Conservatives are clearly unhappy that a White House that talked in such clear terms about what Saddam Hussein must do has sounded so unclear on North Korea and Iran. Mr. Eberstadt wrote last week: "Each new round of North Korean nuclear provocations has generated clear-cut benefits for the North Korean state, rather than incontrovertible costs. It will be very unpleasant and very expensive to un-teach Pyongyang the lessons of the past two and a half years."

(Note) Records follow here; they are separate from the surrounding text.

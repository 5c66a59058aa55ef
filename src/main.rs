//! Entry point for the manga narrator.
//!
//! Responsibilities here are intentionally minimal:
//! - Parse command-line arguments.
//! - Load user configuration from `conf/config.toml` (or `--config`).
//! - Wire the OCR sidecar, speech command and PDF converter into the core.
//! - Analyse the pages, then narrate them while printing playback events.

mod console;
mod pdf;
mod sidecar;
mod speech;

use crate::pdf::PdftoppmConverter;
use crate::sidecar::SidecarClient;
use crate::speech::CommandSpeech;
use anyhow::{Context, Result, anyhow};
use narrator_core::cache::{Bookmark, CacheStore, source_key};
use narrator_core::config::{AppConfig, PlaybackMode, load_config, serialize_config};
use narrator_core::playback::{
    PlaybackContent, PlaybackController, PlaybackEvent, PlaybackStatus, Strip,
};
use narrator_core::services::{
    FaceDetector, NoFaces, NoText, PdfConverter, SpeechEngine, TextRecognizer,
};
use narrator_core::{CancellationToken, NoContentError, PageAnalyzer};
use std::env;
use std::path::{Path, PathBuf};
use std::sync::Arc;
use tokio::sync::mpsc;
use tracing::{error, info, warn};
use tracing_subscriber::{EnvFilter, fmt, prelude::*, reload};

type ReloadHandle = reload::Handle<EnvFilter, tracing_subscriber::Registry>;

const USAGE: &str = "Usage: manga-narrator [--config <path>] [--mode paged|continuous] \
                     [--from-start] [--print-config] <image-or-pdf>...";

#[derive(Debug, Clone, PartialEq)]
struct CliArgs {
    sources: Vec<String>,
    config_path: PathBuf,
    mode: Option<PlaybackMode>,
    from_start: bool,
    print_config: bool,
}

fn main() {
    let reload_handle = init_tracing();
    if let Err(err) = run(&reload_handle) {
        error!("{err:?}");
        std::process::exit(1);
    }
}

fn run(reload_handle: &ReloadHandle) -> Result<()> {
    let args = parse_args(env::args().skip(1))?;
    let config = load_config(&args.config_path);
    set_log_level(reload_handle, config.logging.log_level.as_filter_str());
    if args.print_config {
        println!("{}", serialize_config(&config)?);
        return Ok(());
    }
    info!(
        sources = args.sources.len(),
        level = %config.logging.log_level,
        mode = %args.mode.unwrap_or(config.playback.mode),
        "Starting manga narrator"
    );
    let runtime = tokio::runtime::Builder::new_multi_thread()
        .enable_all()
        .build()
        .context("Failed to start the async runtime")?;
    runtime.block_on(narrate(args, config))
}

async fn narrate(args: CliArgs, config: AppConfig) -> Result<()> {
    let cache = CacheStore::from_config(&config.cache);
    let converter = PdftoppmConverter::from_config(&config.services, &config.cache);
    let sources = expand_sources(&args.sources, &converter)?;
    if sources.is_empty() {
        return Err(NoContentError::NoPages.into());
    }

    let (recognizer, faces) = engines(&config)?;
    let analyzer = Arc::new(PageAnalyzer::new(&config, recognizer, faces));
    let speech = Arc::new(CommandSpeech::new(&config.tts));

    let (interrupt_tx, mut interrupts) = mpsc::unbounded_channel();
    ctrlc::set_handler(move || {
        let _ = interrupt_tx.send(());
    })
    .context("Failed to install the Ctrl-C handler")?;

    let mode = args.mode.unwrap_or(config.playback.mode);
    let content = if mode == PlaybackMode::Continuous && sources.len() == 1 {
        let image = analyzer.loader().load(&sources[0])?;
        let scaled = analyzer.scaler().scale(image.bitmap)?;
        info!(
            width = scaled.bitmap.width(),
            height = scaled.bitmap.height(),
            "Narrating strip viewport by viewport"
        );
        PlaybackContent::Strip(Strip {
            source: image.source,
            bitmap: scaled.bitmap,
            analyzer: Arc::clone(&analyzer),
        })
    } else {
        if mode == PlaybackMode::Continuous {
            info!(
                pages = sources.len(),
                "Continuous mode reads a single image; analysing pages instead"
            );
        }
        let cancel = CancellationToken::new();
        let report = tokio::select! {
            report = analyzer.analyze_session(&sources, &cancel) => report?,
            _ = interrupts.recv() => {
                cancel.cancel();
                warn!("Interrupted during analysis");
                return Ok(());
            }
        };
        console::print_report(&report);
        PlaybackContent::Pages(report.pages)
    };

    let (controller, mut events) = prepare_playback(content, speech, &config).await?;
    let key = source_key(&sources);
    if !args.from_start {
        if let Some(bookmark) = cache.as_ref().and_then(|c| c.load_bookmark(&key)) {
            if controller.restore(&bookmark) {
                info!(
                    page = bookmark.page,
                    bubble = bookmark.bubble,
                    "Resuming from bookmark"
                );
            }
        }
    }

    controller.play();
    let mut finished = false;
    loop {
        tokio::select! {
            event = events.recv() => {
                let Some(event) = event else { break };
                console::print_event(&event);
                if event == PlaybackEvent::StateChanged(PlaybackStatus::Finished) {
                    finished = true;
                    break;
                }
            }
            _ = interrupts.recv() => {
                controller.pause();
                info!("Interrupted; playback paused");
                break;
            }
        }
    }

    if let Some(cache) = &cache {
        let bookmark = if finished {
            Bookmark::default()
        } else {
            controller.bookmark()
        };
        cache.save_bookmark(&key, &bookmark);
    }
    Ok(())
}

/// Build the controller on the blocking pool: listing voices runs the
/// speech command synchronously.
async fn prepare_playback(
    content: PlaybackContent,
    speech: Arc<dyn SpeechEngine>,
    config: &AppConfig,
) -> Result<(PlaybackController, mpsc::UnboundedReceiver<PlaybackEvent>)> {
    let playback = config.playback.clone();
    let tts = config.tts.clone();
    tokio::task::spawn_blocking(move || PlaybackController::new(content, speech, playback, &tts))
        .await
        .context("Failed to prepare playback")
}

/// OCR and face engines: the sidecar when configured, otherwise stand-ins
/// that find nothing.
fn engines(config: &AppConfig) -> Result<(Arc<dyn TextRecognizer>, Arc<dyn FaceDetector>)> {
    match &config.services.sidecar_command {
        Some(command) => {
            let client = Arc::new(SidecarClient::spawn(
                command,
                &config.services.sidecar_args,
            )?);
            let recognizer: Arc<dyn TextRecognizer> = client.clone();
            let faces: Arc<dyn FaceDetector> = client;
            Ok((recognizer, faces))
        }
        None => {
            warn!("No OCR sidecar configured; set [services] sidecar_command to detect bubbles");
            let recognizer: Arc<dyn TextRecognizer> = Arc::new(NoText);
            let faces: Arc<dyn FaceDetector> = Arc::new(NoFaces);
            Ok((recognizer, faces))
        }
    }
}

/// Replace PDFs by their rendered page images, keeping argument order.
fn expand_sources(sources: &[String], converter: &dyn PdfConverter) -> Result<Vec<String>> {
    let mut pages = Vec::new();
    for source in sources {
        let path = Path::new(source);
        let is_pdf = path
            .extension()
            .map(|ext| ext.eq_ignore_ascii_case("pdf"))
            .unwrap_or(false);
        if is_pdf {
            let rendered = converter
                .convert(path)
                .with_context(|| format!("Failed to convert {source}"))?;
            info!(pdf = %source, pages = rendered.len(), "Rendered PDF pages");
            pages.extend(
                rendered
                    .into_iter()
                    .map(|page| page.to_string_lossy().into_owned()),
            );
        } else {
            pages.push(source.clone());
        }
    }
    Ok(pages)
}

fn parse_args(args: impl IntoIterator<Item = String>) -> Result<CliArgs> {
    let mut parsed = CliArgs {
        sources: Vec::new(),
        config_path: PathBuf::from("conf/config.toml"),
        mode: None,
        from_start: false,
        print_config: false,
    };
    let mut args = args.into_iter();
    while let Some(arg) = args.next() {
        match arg.as_str() {
            "--config" => {
                let path = args
                    .next()
                    .ok_or_else(|| anyhow!("--config needs a path\n{USAGE}"))?;
                parsed.config_path = PathBuf::from(path);
            }
            "--mode" => {
                let mode = args
                    .next()
                    .ok_or_else(|| anyhow!("--mode needs a value\n{USAGE}"))?;
                parsed.mode = Some(match mode.as_str() {
                    "paged" => PlaybackMode::Paged,
                    "continuous" => PlaybackMode::Continuous,
                    other => return Err(anyhow!("Unknown mode: {other}\n{USAGE}")),
                });
            }
            "--from-start" => parsed.from_start = true,
            "--print-config" => parsed.print_config = true,
            "-h" | "--help" => return Err(anyhow!(USAGE)),
            flag if flag.starts_with("--") => {
                return Err(anyhow!("Unknown option: {flag}\n{USAGE}"));
            }
            _ => parsed.sources.push(arg),
        }
    }
    if parsed.sources.is_empty() && !parsed.print_config {
        return Err(anyhow!(USAGE));
    }
    Ok(parsed)
}

fn init_tracing() -> ReloadHandle {
    let env_filter = EnvFilter::try_from_default_env().unwrap_or_else(|_| EnvFilter::new("debug"));
    let (filter_layer, handle) = reload::Layer::new(env_filter);
    tracing_subscriber::registry()
        .with(
            fmt::layer()
                .with_target(true)
                .with_file(true)
                .with_line_number(true)
                .with_writer(std::io::stderr)
                .with_filter(filter_layer),
        )
        .init();
    warn!("Logging initialized; override level with [logging] log_level or RUST_LOG");
    handle
}

fn set_log_level(handle: &ReloadHandle, level: &str) {
    let parsed = EnvFilter::builder()
        .parse(level)
        .unwrap_or_else(|_| EnvFilter::new("debug"));
    if let Err(err) = handle.modify(|filter| *filter = parsed.clone()) {
        warn!(%level, "Failed to update log level from config: {err}");
    } else {
        info!(%level, "Applied log level from config");
    }
}

#[cfg(test)]
mod tests {
    use super::*;

    fn args(list: &[&str]) -> Result<CliArgs> {
        parse_args(list.iter().map(|s| s.to_string()))
    }

    #[test]
    fn parses_flags_and_sources_in_order() {
        let parsed = args(&[
            "--config",
            "my.toml",
            "a.png",
            "--mode",
            "continuous",
            "b.pdf",
            "--from-start",
        ])
        .unwrap();
        assert_eq!(parsed.sources, vec!["a.png", "b.pdf"]);
        assert_eq!(parsed.config_path, PathBuf::from("my.toml"));
        assert_eq!(parsed.mode, Some(PlaybackMode::Continuous));
        assert!(parsed.from_start);
    }

    #[test]
    fn rejects_missing_sources_and_unknown_flags() {
        assert!(args(&[]).is_err());
        assert!(args(&["--mode", "sideways", "a.png"]).is_err());
        assert!(args(&["--volume", "a.png"]).is_err());
        assert!(args(&["--print-config"]).is_ok());
    }

    struct FakeConverter;

    impl PdfConverter for FakeConverter {
        fn convert(&self, pdf: &Path) -> Result<Vec<PathBuf>> {
            let stem = pdf.file_stem().unwrap().to_string_lossy().into_owned();
            Ok(vec![
                PathBuf::from(format!("{stem}-1.png")),
                PathBuf::from(format!("{stem}-2.png")),
            ])
        }
    }

    /// Remembers which thread listed its voices.
    #[derive(Default)]
    struct ThreadRecordingSpeech {
        listed_on: std::sync::Mutex<Option<std::thread::ThreadId>>,
    }

    impl SpeechEngine for ThreadRecordingSpeech {
        fn speak(
            &self,
            _utterance: narrator_core::services::Utterance,
        ) -> tokio::sync::oneshot::Receiver<narrator_core::services::UtteranceOutcome> {
            tokio::sync::oneshot::channel().1
        }

        fn stop(&self) {}

        fn voices(&self) -> Vec<narrator_core::services::Voice> {
            *self.listed_on.lock().unwrap() = Some(std::thread::current().id());
            Vec::new()
        }
    }

    #[tokio::test]
    async fn voices_are_listed_off_the_runtime_thread() {
        let speech = Arc::new(ThreadRecordingSpeech::default());
        let (controller, _events) = prepare_playback(
            PlaybackContent::Pages(Vec::new()),
            speech.clone(),
            &AppConfig::default(),
        )
        .await
        .unwrap();
        assert_eq!(controller.state().status, PlaybackStatus::Stopped);
        let listed_on = speech.listed_on.lock().unwrap().unwrap();
        assert_ne!(listed_on, std::thread::current().id());
    }

    #[test]
    fn pdfs_expand_in_place() {
        let sources = vec![
            "cover.jpg".to_string(),
            "vol1.PDF".to_string(),
            "back.png".to_string(),
        ];
        let expanded = expand_sources(&sources, &FakeConverter).unwrap();
        assert_eq!(
            expanded,
            vec!["cover.jpg", "vol1-1.png", "vol1-2.png", "back.png"]
        );
    }
}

At the very least, drawing those lines now would be a lot more complicated. In North Korea's case, President Bush has said the problem has to be handled in concert with the North's neighbors - China, South Korea, Russia and Japan. That's the kind of multilateral approach the world has urged, but it also means getting a unanimous position from countries with very different interests. So far, that has been impossible.

Likewise, the Europeans, who are taking the lead with Iran, are not interested in red lines that would choke off trade, especially oil. So they have studiously avoided the question of how far they are willing to let the Iranians go in developing a civilian nuclear capability that could be converted, in a matter of months, to military use.

So the cold war really is over, but its rules have yet to be rewritten. Some want to start doing that this year, when the Nuclear Nonproliferation Treaty is up for review. But for now, a world free of red lines is a world in which any state that has long hankered for a bomb sees an opening to get one - and to hope that by the time new rules are written, it will be too late to turn back the clock.